Betsy Alison reflects upon a decade of progress for Para Sailing
Betsy Alison, a multiple World Champion, five-time Rolex Yachtswoman of the Year and US Sailing Hall of Famer, recently stepped down as Chair of the World Sailing Para Sailing Committee after 10 years in the role. During that time, she has helped oversee and guide the regrowth of the sport, but more importantly, the committee has organised and developed Para Sailing into one of the most diverse and fastest-growing disciplines in all of sailing.
In 2015, Para Sailing lost its place in the Paralympic Games meaning that Rio 2016 was the last hurrah, but also the start of the long road back.
Betsy first got involved with Para Sailing in 2013, joining the Executive Committee of the International Foundation for Disabled Sailing (IFDS), which she says was “very small, very centralised” with few resources.
“There was the feeling, because the committee was so small and driven by volunteers, we were limited and not really recognised. So back in 2013 we started having discussions with ISAF, and there was a submission put forward to establish a disabled sailing committee within ISAF itself,” Betsy explains.
“Joining John Twomey – an 11-time Paralympic athlete and sailor with Ireland – and Dr Bernard Destrubé, Vice President of the IFDS and member of ISAF’s Medical Commission, we collaborated with the ISAF team of Jerome Pels, Chris Atkins and W Scott Perry to facilitate the merger of the disabled sport within the International Federation. Sailing was one of the first IFs within the IOC to fully embrace Para/disabled athletes within its working structure.”
This work resulted in a merger between the IFDS and ISAF, which became World Sailing in 2015 – approximately eight months before the Rio 2016 Olympic Games. Betsy was invited to chair the new committee working with the World Sailing Board to ensure Para Sailing became a topic on the radar of every national federation and every Council member.

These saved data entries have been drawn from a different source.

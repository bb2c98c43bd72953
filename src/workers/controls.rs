//! Actions requested from the dashboard keyboard

use super::core::{EventSender, WorkerConfig};
use super::widgets::{Widget, fetch_widget};
use crate::api::MoodApi;
use crate::api::error::ApiError;
use crate::api::models::PlaybackCommand;
use crate::error_classifier::ErrorClassifier;
use crate::events::{EventType, Update, Worker};
use crate::logging::LogLevel;
use std::sync::Arc;
use std::time::Duration;
use tokio::sync::{broadcast, mpsc};

#[derive(Debug, Clone, PartialEq)]
pub enum ControlCommand {
    Playback(PlaybackCommand),
    ToggleWebcam { currently_active: bool },
    SetVolume(u8),
    /// Let the service pick a volume from the viewer's distance.
    AutoVolume,
}

pub struct ControlHandler {
    api: Arc<dyn MoodApi>,
    event_sender: EventSender,
    commands: mpsc::Receiver<ControlCommand>,
    webcam_settle: Duration,
    classifier: ErrorClassifier,
}

impl ControlHandler {
    pub fn new(
        api: Arc<dyn MoodApi>,
        event_sender: EventSender,
        commands: mpsc::Receiver<ControlCommand>,
        config: &WorkerConfig,
    ) -> Self {
        Self {
            api,
            event_sender,
            commands,
            webcam_settle: config.webcam_toggle_settle,
            classifier: ErrorClassifier::new(),
        }
    }

    /// Run commands one at a time until shutdown or until the dashboard drops
    /// its sender.
    pub async fn run(mut self, mut shutdown: broadcast::Receiver<()>) {
        loop {
            let command = tokio::select! {
                _ = shutdown.recv() => break,
                command = self.commands.recv() => match command {
                    Some(command) => command,
                    None => break,
                },
            };
            tokio::select! {
                _ = shutdown.recv() => break,
                _ = self.execute(command) => {}
            }
        }
    }

    async fn execute(&self, command: ControlCommand) {
        let result = match command {
            ControlCommand::Playback(playback) => self.playback(playback).await,
            ControlCommand::ToggleWebcam { currently_active } => {
                self.toggle_webcam(!currently_active).await
            }
            ControlCommand::SetVolume(percent) => self.set_volume(percent).await,
            ControlCommand::AutoVolume => self.auto_volume().await,
        };

        if let Err(e) = result {
            self.event_sender
                .send(
                    Worker::Controls,
                    format!("Action failed: {}", e),
                    EventType::Error,
                    self.classifier.classify_api_error(&e),
                )
                .await;
            self.event_sender
                .report_if_unauthenticated(Worker::Controls, &e)
                .await;
        }
    }

    async fn playback(&self, command: PlaybackCommand) -> Result<(), ApiError> {
        let action = command.action();
        self.api.playback(command).await?;
        self.event_sender
            .send(
                Worker::Controls,
                format!("Player: {}", action),
                EventType::Success,
                LogLevel::Debug,
            )
            .await;
        // Show the new state right away instead of waiting for the next poll.
        self.refresh(Widget::Playback).await
    }

    async fn toggle_webcam(&self, active: bool) -> Result<(), ApiError> {
        self.api.set_webcam(active).await?;
        self.event_sender
            .send(
                Worker::Controls,
                if active {
                    "Emotion capture started".to_string()
                } else {
                    "Emotion capture stopped".to_string()
                },
                EventType::Success,
                LogLevel::Info,
            )
            .await;
        // The camera takes a moment to report its new state.
        tokio::time::sleep(self.webcam_settle).await;
        self.refresh(Widget::Webcam).await
    }

    async fn set_volume(&self, percent: u8) -> Result<(), ApiError> {
        let percent = percent.min(100);
        self.api.set_volume(percent).await?;
        self.event_sender
            .send_update(Worker::Controls, Update::Volume(percent))
            .await;
        Ok(())
    }

    async fn auto_volume(&self) -> Result<(), ApiError> {
        let Some(distance) = self.api.face_distance().await?.distance else {
            self.event_sender
                .send(
                    Worker::Controls,
                    "No face detected, volume unchanged".to_string(),
                    EventType::Waiting,
                    LogLevel::Info,
                )
                .await;
            return Ok(());
        };

        let adjustment = self.api.adjust_volume(distance).await?;
        match adjustment.volume {
            Some(volume) => {
                self.event_sender
                    .send(
                        Worker::Controls,
                        format!("Volume set to {}% for distance {:.0}", volume, distance),
                        EventType::Success,
                        LogLevel::Info,
                    )
                    .await;
                self.event_sender
                    .send_update(Worker::Controls, Update::Volume(volume))
                    .await;
            }
            None => {
                self.event_sender
                    .send(
                        Worker::Controls,
                        "Volume adjusted".to_string(),
                        EventType::Success,
                        LogLevel::Info,
                    )
                    .await;
            }
        }
        Ok(())
    }

    async fn refresh(&self, widget: Widget) -> Result<(), ApiError> {
        let update = fetch_widget(self.api.as_ref(), widget).await?;
        self.event_sender.send_update(widget.worker(), update).await;
        Ok(())
    }
}
//! Dashboard utility functions
//!
//! Contains helper functions used across dashboard components

use crate::events::Worker;
use crate::mood::Emotion;
use ratatui::prelude::Color;

/// Get a ratatui color for a worker based on its type
pub fn get_worker_color(worker: &Worker) -> Color {
    match worker {
        Worker::AuthGate => Color::LightMagenta,
        Worker::SongSync => Color::Cyan,
        Worker::PushListener => Color::LightBlue,
        Worker::Playback => Color::Green,
        Worker::Webcam => Color::Yellow,
        Worker::FaceDistance => Color::LightYellow,
        Worker::Controls => Color::White,
    }
}

pub fn emotion_color(emotion: Emotion) -> Color {
    match emotion {
        Emotion::Happy => Color::Yellow,
        Emotion::Sad => Color::Blue,
        Emotion::Angry => Color::Red,
        Emotion::Surprise => Color::Magenta,
        Emotion::Fear => Color::LightMagenta,
        Emotion::Disgust => Color::Green,
        Emotion::Neutral => Color::Gray,
    }
}

/// Format compact timestamp with date and time from full timestamp
pub fn format_compact_timestamp(timestamp: &str) -> String {
    // "YYYY-MM-DD HH:MM:SS" -> "MM-DD HH:MM"
    let mut parts = timestamp.split(' ');
    if let (Some(date_part), Some(time_part)) = (parts.next(), parts.next()) {
        if let (Some(month_day), Some(hour_min)) = (date_part.get(5..10), time_part.get(0..5)) {
            return format!("{} {}", month_day, hour_min);
        }
    }
    timestamp.to_string()
}

/// "m:ss" for a millisecond position.
pub fn format_ms(ms: u64) -> String {
    let secs = ms / 1000;
    format!("{}:{:02}", secs / 60, secs % 60)
}

/// Clean HTTP error messages
pub fn clean_http_error_message(msg: &str) -> String {
    if msg.contains("error sending request") || msg.contains("Connection refused") {
        return "Service unreachable - is the backend running?".to_string();
    }
    if msg.contains("operation timed out") || msg.contains("TimedOut") {
        return "Request timed out".to_string();
    }
    msg.to_string()
}
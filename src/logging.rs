use log::LevelFilter;
use std::env;

#[derive(Debug, Copy, Clone, PartialEq, Eq, PartialOrd, Ord, serde::Serialize)]
pub enum LogLevel {
    Trace = 0,
    Debug = 1,
    Info = 2,
    Warn = 3,
    Error = 4,
}

impl From<LogLevel> for LevelFilter {
    fn from(level: LogLevel) -> Self {
        match level {
            LogLevel::Trace => LevelFilter::Trace,
            LogLevel::Debug => LevelFilter::Debug,
            LogLevel::Info => LevelFilter::Info,
            LogLevel::Warn => LevelFilter::Warn,
            LogLevel::Error => LevelFilter::Error,
        }
    }
}

impl From<LogLevel> for log::Level {
    fn from(level: LogLevel) -> Self {
        match level {
            LogLevel::Trace => log::Level::Trace,
            LogLevel::Debug => log::Level::Debug,
            LogLevel::Info => log::Level::Info,
            LogLevel::Warn => log::Level::Warn,
            LogLevel::Error => log::Level::Error,
        }
    }
}

pub fn get_rust_log_level() -> LogLevel {
    let rust_log = env::var("RUST_LOG").unwrap_or_else(|_| "info".to_string());
    parse_rust_log_level(&rust_log)
}

pub fn parse_rust_log_level(rust_log: &str) -> LogLevel {
    // Handle common RUST_LOG formats
    let level_str = rust_log
        .split(',')
        .next()
        .unwrap_or(rust_log)
        .split('=')
        .next_back()
        .unwrap_or(rust_log)
        .to_lowercase();

    match level_str.as_str() {
        "trace" => LogLevel::Trace,
        "debug" => LogLevel::Debug,
        "info" => LogLevel::Info,
        "warn" | "warning" => LogLevel::Warn,
        "error" => LogLevel::Error,
        _ => LogLevel::Info, // Default to info if parsing fails
    }
}

pub fn should_log(event_level: LogLevel, threshold: LogLevel) -> bool {
    event_level >= threshold
}

pub fn should_log_with_env(event_level: LogLevel) -> bool {
    let threshold = get_rust_log_level();
    should_log(event_level, threshold)
}

/// Install a stderr logger for headless mode and one-shot commands.
///
/// Never call this in TUI mode: stderr output would tear the alternate screen.
pub fn init_cli_logger() {
    let _ = env_logger::Builder::new()
        .filter_level(get_rust_log_level().into())
        .format_timestamp_secs()
        .try_init();
}
pub mod headless_mode;
pub mod messages;
pub mod setup;
pub mod tui_mode;

pub use headless_mode::run_headless_mode;
pub use setup::{SessionData, setup_session};
pub use tui_mode::run_tui_mode;
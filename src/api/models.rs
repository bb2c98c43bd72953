//! Wire types for the player service.
//!
//! The service is loosely typed: most fields are optional and a few arrive
//! under several names. Everything here deserializes leniently, except the
//! envelope of a response (`songs`, `authenticated`, ...), whose absence
//! makes the payload malformed.

use crate::mood::Emotion;
use serde::{Deserialize, Deserializer, Serialize};
use serde_json::{Map, Value};
use std::collections::BTreeMap;

// =============================================================================
// SONGS
// =============================================================================

/// A song as ranked by the service, with per-emotion affinity scores.
#[derive(Debug, Clone, PartialEq, Serialize, Deserialize)]
#[serde(from = "RawSong", into = "RawSong")]
pub struct Song {
    pub id: String,
    pub title: String,
    pub artist: String,
    /// Artwork reference, never fetched by the terminal client.
    pub image: Option<String>,
    /// Display string such as "3:24".
    pub duration: String,
    /// Dominant-emotion label as reported by the service.
    pub emotion: Option<String>,
    /// Generic enjoyment score.
    pub score: Option<f64>,
    /// Affinity per emotion. A missing entry means the service did not score it.
    pub affinities: BTreeMap<Emotion, f64>,
}

impl Song {
    pub fn affinity(&self, emotion: Emotion) -> Option<f64> {
        self.affinities.get(&emotion).copied()
    }

    pub fn dominant_emotion(&self) -> Option<Emotion> {
        self.emotion.as_deref().and_then(Emotion::from_label)
    }

    /// Enjoyment score, 0 when the service did not send one.
    pub fn enjoyment(&self) -> f64 {
        self.score.unwrap_or(0.0)
    }
}

/// Song as it appears on the wire: affinities are top-level keys.
///
/// Alternate field names (`_id`, `name`, `enjoyment`, ...) are read from
/// `extra`, so a record carrying both spellings never fails; the canonical
/// name wins.
#[derive(Serialize, Deserialize)]
struct RawSong {
    #[serde(default, deserialize_with = "lenient_string")]
    id: String,
    #[serde(default, deserialize_with = "lenient_string")]
    title: String,
    #[serde(default, deserialize_with = "lenient_string")]
    artist: String,
    #[serde(
        default,
        deserialize_with = "lenient_label",
        skip_serializing_if = "Option::is_none"
    )]
    image: Option<String>,
    #[serde(default, deserialize_with = "lenient_string")]
    duration: String,
    #[serde(
        default,
        deserialize_with = "lenient_label",
        skip_serializing_if = "Option::is_none"
    )]
    emotion: Option<String>,
    #[serde(
        default,
        deserialize_with = "lenient_f64",
        skip_serializing_if = "Option::is_none"
    )]
    score: Option<f64>,
    #[serde(flatten)]
    extra: Map<String, Value>,
}

impl RawSong {
    fn alias_text(&self, keys: &[&str]) -> Option<String> {
        keys.iter()
            .find_map(|key| self.extra.get(*key).and_then(value_text))
    }

    fn alias_label(&self, keys: &[&str]) -> Option<String> {
        keys.iter().find_map(|key| match self.extra.get(*key) {
            Some(Value::String(s)) if !s.is_empty() => Some(s.clone()),
            _ => None,
        })
    }
}

impl From<RawSong> for Song {
    fn from(raw: RawSong) -> Self {
        let affinities = raw
            .extra
            .iter()
            .filter_map(|(key, value)| {
                let emotion = Emotion::from_label(key)?;
                let score = value.as_f64().filter(|v| v.is_finite())?;
                Some((emotion, score))
            })
            .collect();

        let id = if raw.id.is_empty() {
            raw.alias_text(&["_id"]).unwrap_or_default()
        } else {
            raw.id.clone()
        };
        let title = if raw.title.is_empty() {
            raw.alias_text(&["name"]).unwrap_or_default()
        } else {
            raw.title.clone()
        };
        let image = raw
            .image
            .clone()
            .or_else(|| raw.alias_label(&["album_art", "image_url"]));
        let emotion = raw
            .emotion
            .clone()
            .or_else(|| raw.alias_label(&["dominant_emotion"]));
        let score = raw.score.or_else(|| {
            raw.extra
                .get("enjoyment")
                .and_then(Value::as_f64)
                .filter(|v| v.is_finite())
        });

        Song {
            id,
            title,
            artist: raw.artist,
            image,
            duration: raw.duration,
            emotion,
            score,
            affinities,
        }
    }
}

impl From<Song> for RawSong {
    fn from(song: Song) -> Self {
        let extra = song
            .affinities
            .into_iter()
            .filter_map(|(emotion, score)| {
                serde_json::Number::from_f64(score)
                    .map(|n| (emotion.to_string(), Value::Number(n)))
            })
            .collect();

        RawSong {
            id: song.id,
            title: song.title,
            artist: song.artist,
            image: song.image,
            duration: song.duration,
            emotion: song.emotion,
            score: song.score,
            extra,
        }
    }
}

/// Text form of a scalar; `None` for null, arrays and objects.
fn value_text(value: &Value) -> Option<String> {
    match value {
        Value::String(s) => Some(s.clone()),
        Value::Number(n) => Some(n.to_string()),
        Value::Bool(b) => Some(b.to_string()),
        _ => None,
    }
}

fn lenient_string<'de, D: Deserializer<'de>>(deserializer: D) -> Result<String, D::Error> {
    Ok(Option::<Value>::deserialize(deserializer)?
        .as_ref()
        .and_then(value_text)
        .unwrap_or_default())
}

/// A label is kept only when it is a non-empty string.
fn lenient_label<'de, D: Deserializer<'de>>(deserializer: D) -> Result<Option<String>, D::Error> {
    Ok(match Option::<Value>::deserialize(deserializer)? {
        Some(Value::String(s)) if !s.is_empty() => Some(s),
        _ => None,
    })
}

fn lenient_f64<'de, D: Deserializer<'de>>(deserializer: D) -> Result<Option<f64>, D::Error> {
    Ok(Option::<Value>::deserialize(deserializer)?
        .and_then(|v| v.as_f64())
        .filter(|v| v.is_finite()))
}

/// Keep every readable song; entries that are not song objects are dropped.
fn readable_songs<'de, D: Deserializer<'de>>(deserializer: D) -> Result<Vec<Song>, D::Error> {
    let entries = Vec::<Value>::deserialize(deserializer)?;
    let total = entries.len();
    let songs: Vec<Song> = entries
        .into_iter()
        .filter(Value::is_object)
        .filter_map(|entry| serde_json::from_value(entry).ok())
        .collect();
    if songs.len() < total {
        log::debug!("Skipped {} unreadable song records", total - songs.len());
    }
    Ok(songs)
}

#[derive(Debug, Clone, Deserialize)]
pub struct SongsResponse {
    #[serde(deserialize_with = "readable_songs")]
    pub songs: Vec<Song>,
}

// =============================================================================
// AUTH
// =============================================================================

#[derive(Debug, Clone, Deserialize)]
pub struct AuthStatus {
    pub authenticated: bool,
    #[serde(default)]
    pub error: Option<String>,
}

#[derive(Debug, Clone, Deserialize)]
pub struct AuthUrlResponse {
    #[serde(default)]
    pub auth_url: Option<String>,
}

// =============================================================================
// PUSH CHANNEL
// =============================================================================

/// A message on the `db-updates` push channel.
#[derive(Debug, Clone, PartialEq, Eq, Deserialize)]
pub struct PushMessage {
    #[serde(rename = "type", default)]
    pub kind: String,
}

impl PushMessage {
    pub fn is_db_update(&self) -> bool {
        self.kind == crate::consts::cli_consts::song_sync::DB_UPDATE_MESSAGE
    }
}

// =============================================================================
// SITUATION ANALYSIS
// =============================================================================

#[derive(Debug, Clone, Serialize)]
pub struct SituationRequest<'a> {
    pub situation: &'a str,
}

#[derive(Debug, Clone, PartialEq, Eq, Serialize, Deserialize)]
pub struct SituationAnalysis {
    pub sentiment: String,
    pub keyword: String,
    #[serde(default, skip_serializing_if = "Option::is_none")]
    pub situation: Option<String>,
}

#[derive(Debug, Clone, PartialEq, Eq, Serialize)]
pub struct PlayMusicRequest {
    pub sentiment: String,
    pub keyword: String,
    pub num_songs: u32,
}

#[derive(Debug, Clone, PartialEq, Eq, Deserialize)]
pub struct PlayedTrack {
    #[serde(default)]
    pub name: String,
    #[serde(default)]
    pub artist: String,
    #[serde(default)]
    pub uri: String,
}

#[derive(Debug, Clone, PartialEq, Eq, Deserialize)]
pub struct PlayMusicResponse {
    #[serde(default)]
    pub message: Option<String>,
    pub tracks: Vec<PlayedTrack>,
}

// =============================================================================
// PLAYBACK
// =============================================================================

#[derive(
    Debug, Copy, Clone, Default, PartialEq, Eq, Serialize, Deserialize, strum::Display, strum::EnumString,
)]
#[serde(rename_all = "lowercase")]
#[strum(serialize_all = "lowercase", ascii_case_insensitive)]
pub enum RepeatMode {
    #[default]
    Off,
    Track,
    Context,
}

impl RepeatMode {
    /// Next mode in the off → context → track → off cycle.
    pub fn next(self) -> RepeatMode {
        match self {
            RepeatMode::Off => RepeatMode::Context,
            RepeatMode::Context => RepeatMode::Track,
            RepeatMode::Track => RepeatMode::Off,
        }
    }
}

#[derive(Debug, Clone, Default, PartialEq, Serialize, Deserialize)]
pub struct PlaybackTrack {
    #[serde(default, deserialize_with = "lenient_string")]
    pub id: String,
    #[serde(alias = "title", default, deserialize_with = "lenient_string")]
    pub name: String,
    #[serde(default, deserialize_with = "lenient_string")]
    pub artist: String,
    #[serde(alias = "image", default)]
    pub album_art: Option<String>,
    #[serde(default)]
    pub duration_ms: u64,
}

#[derive(Debug, Clone, Default, PartialEq, Serialize, Deserialize)]
pub struct CurrentPlayback {
    #[serde(default)]
    pub is_playing: bool,
    #[serde(alias = "item", default)]
    pub track: Option<PlaybackTrack>,
    #[serde(default)]
    pub progress_ms: u64,
    #[serde(alias = "shuffle", default)]
    pub shuffle_state: bool,
    #[serde(alias = "repeat", default)]
    pub repeat_state: RepeatMode,
    #[serde(default)]
    pub volume_percent: Option<u8>,
}

impl CurrentPlayback {
    /// Fraction of the current track already played, in `[0, 1]`.
    pub fn progress_ratio(&self) -> f64 {
        match &self.track {
            Some(track) if track.duration_ms > 0 => {
                (self.progress_ms as f64 / track.duration_ms as f64).clamp(0.0, 1.0)
            }
            _ => 0.0,
        }
    }
}

/// Transport actions accepted by `/api/playback/{action}`.
#[derive(Debug, Clone, Copy, PartialEq, Eq)]
pub enum PlaybackCommand {
    Play,
    Pause,
    Next,
    Previous,
    Shuffle(bool),
    Repeat(RepeatMode),
    Seek { position_ms: u64 },
}

impl PlaybackCommand {
    pub fn action(&self) -> &'static str {
        match self {
            PlaybackCommand::Play => "play",
            PlaybackCommand::Pause => "pause",
            PlaybackCommand::Next => "next",
            PlaybackCommand::Previous => "previous",
            PlaybackCommand::Shuffle(_) => "shuffle",
            PlaybackCommand::Repeat(_) => "repeat",
            PlaybackCommand::Seek { .. } => "seek",
        }
    }

    pub fn body(&self) -> Option<Value> {
        match self {
            PlaybackCommand::Shuffle(state) => Some(serde_json::json!({ "state": state })),
            PlaybackCommand::Repeat(mode) => Some(serde_json::json!({ "state": mode })),
            PlaybackCommand::Seek { position_ms } => {
                Some(serde_json::json!({ "position_ms": position_ms }))
            }
            _ => None,
        }
    }
}

// =============================================================================
// WEBCAM & VOLUME
// =============================================================================

#[derive(Debug, Clone, Default, PartialEq, Eq, Serialize, Deserialize)]
pub struct WebcamStatus {
    #[serde(default)]
    pub webcam_active: bool,
    #[serde(default)]
    pub current_emotion: Option<String>,
}

/// Last emotion detected by the webcam, `None` before any face was seen.
#[derive(Debug, Clone, Default, PartialEq, Eq, Deserialize)]
pub struct CurrentEmotion {
    #[serde(default, deserialize_with = "lenient_label")]
    pub emotion: Option<String>,
}

#[derive(Debug, Clone, Default, PartialEq, Deserialize)]
pub struct FaceDistance {
    #[serde(default, deserialize_with = "lenient_f64")]
    pub distance: Option<f64>,
}

#[derive(Debug, Clone, Serialize)]
pub struct AdjustVolumeRequest {
    pub distance: f64,
}

#[derive(Debug, Clone, Default, PartialEq, Eq, Deserialize)]
pub struct VolumeAdjustment {
    #[serde(alias = "volume_percent", default)]
    pub volume: Option<u8>,
}

#[derive(Debug, Clone, Serialize)]
pub struct SetVolumeRequest {
    pub volume_percent: u8,
}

She says, “When I look back 10 years, in those early days it was like a mountain I felt that I had to climb. But I was so passionate about this part of the sport that I thought one of the first challenges was to make sure that at the end of my tenure, however long that would be, and I had no idea that I was going to be chair for 10 years, that Para Sailing be recognised as an important and integral part of our sport and that sailors with challenges and different abilities were part of the fabric of our community.”
World Sailing was one of the first International Federations to embrace the disabled side of the sport.
“We were ahead of the curve. Using all the same field of play rules, the same governing rules for sport, the same infrastructure from a governance standpoint. It’s been a tough road for reinstatement, even though so much effort has gone into working on and providing the accurate data for a successful bid.”
Despite that disappointment 10 years’ ago, the sport has moved on and is now in a very strong position for reinstatement.
Betsy says, “I think that worldwide acceptance and recognition by our Member National Authorities (MNAs), the Council and the Board that this is an important sector of the sport is one of the biggest changes. It is a mainstream part of our sport now, which is great, and in the strategic plan, from the development side all the way up through elite competition. The fact that we just held a combined World Sailing Championships where the Para Sailors were competing at the same time as our Olympic classes was a fantastic feather in the cap of World Sailing.”
World Sailing is targeting the Brisbane 2032 Paralympic Games for the sport’s return, and another of the great strides over the past decade will be a key part of the bid.
“One of the other biggest changes I’ve seen is on the development side. We held the first Para Sailing Development Program (PDP, now known as IDP), in Weymouth in August 2015, and seeing how that has grown and developed into participation by a multitude of MNAs, allaying some of the concerns and fears, and enabling developing countries and less developed nations to establish new national programs, I think that has been a fantastic effort that this committee has pushed forward,” she says.
“The first strategic plan for Para Inclusive Sailing that we worked on in the last quad also took a massive amount of effort, but for us to have been able to align that within the goals and aims of World Sailing, and to publicly publish that in support of this segment of the sport, and it’s everything. It’s the effort, not only from events, but the development side, and the communications that go out to sailors and MNAs and the general public, I think those are all aspects that I’m so super proud of.
“Everything takes time, we want sports to be more inclusive, and it’s been 10 years of investment. We’ve been sailing inclusively forever, leading in this space 20 years ago, when para sailors started training and competing against able bodied sailors in Sonars and 2.4mRs, but now, we are trying to be methodical about providing accurate data and making it clear to the IPC that sailing is worthy of being in the Games.”
Para Inclusive Sailing now has a worldwide reach of 34 countries in four IPC regions, and the World Sailing Para Inclusive Sailing Strategy 2024-2029 aims to increase this to 40 nations on five continents.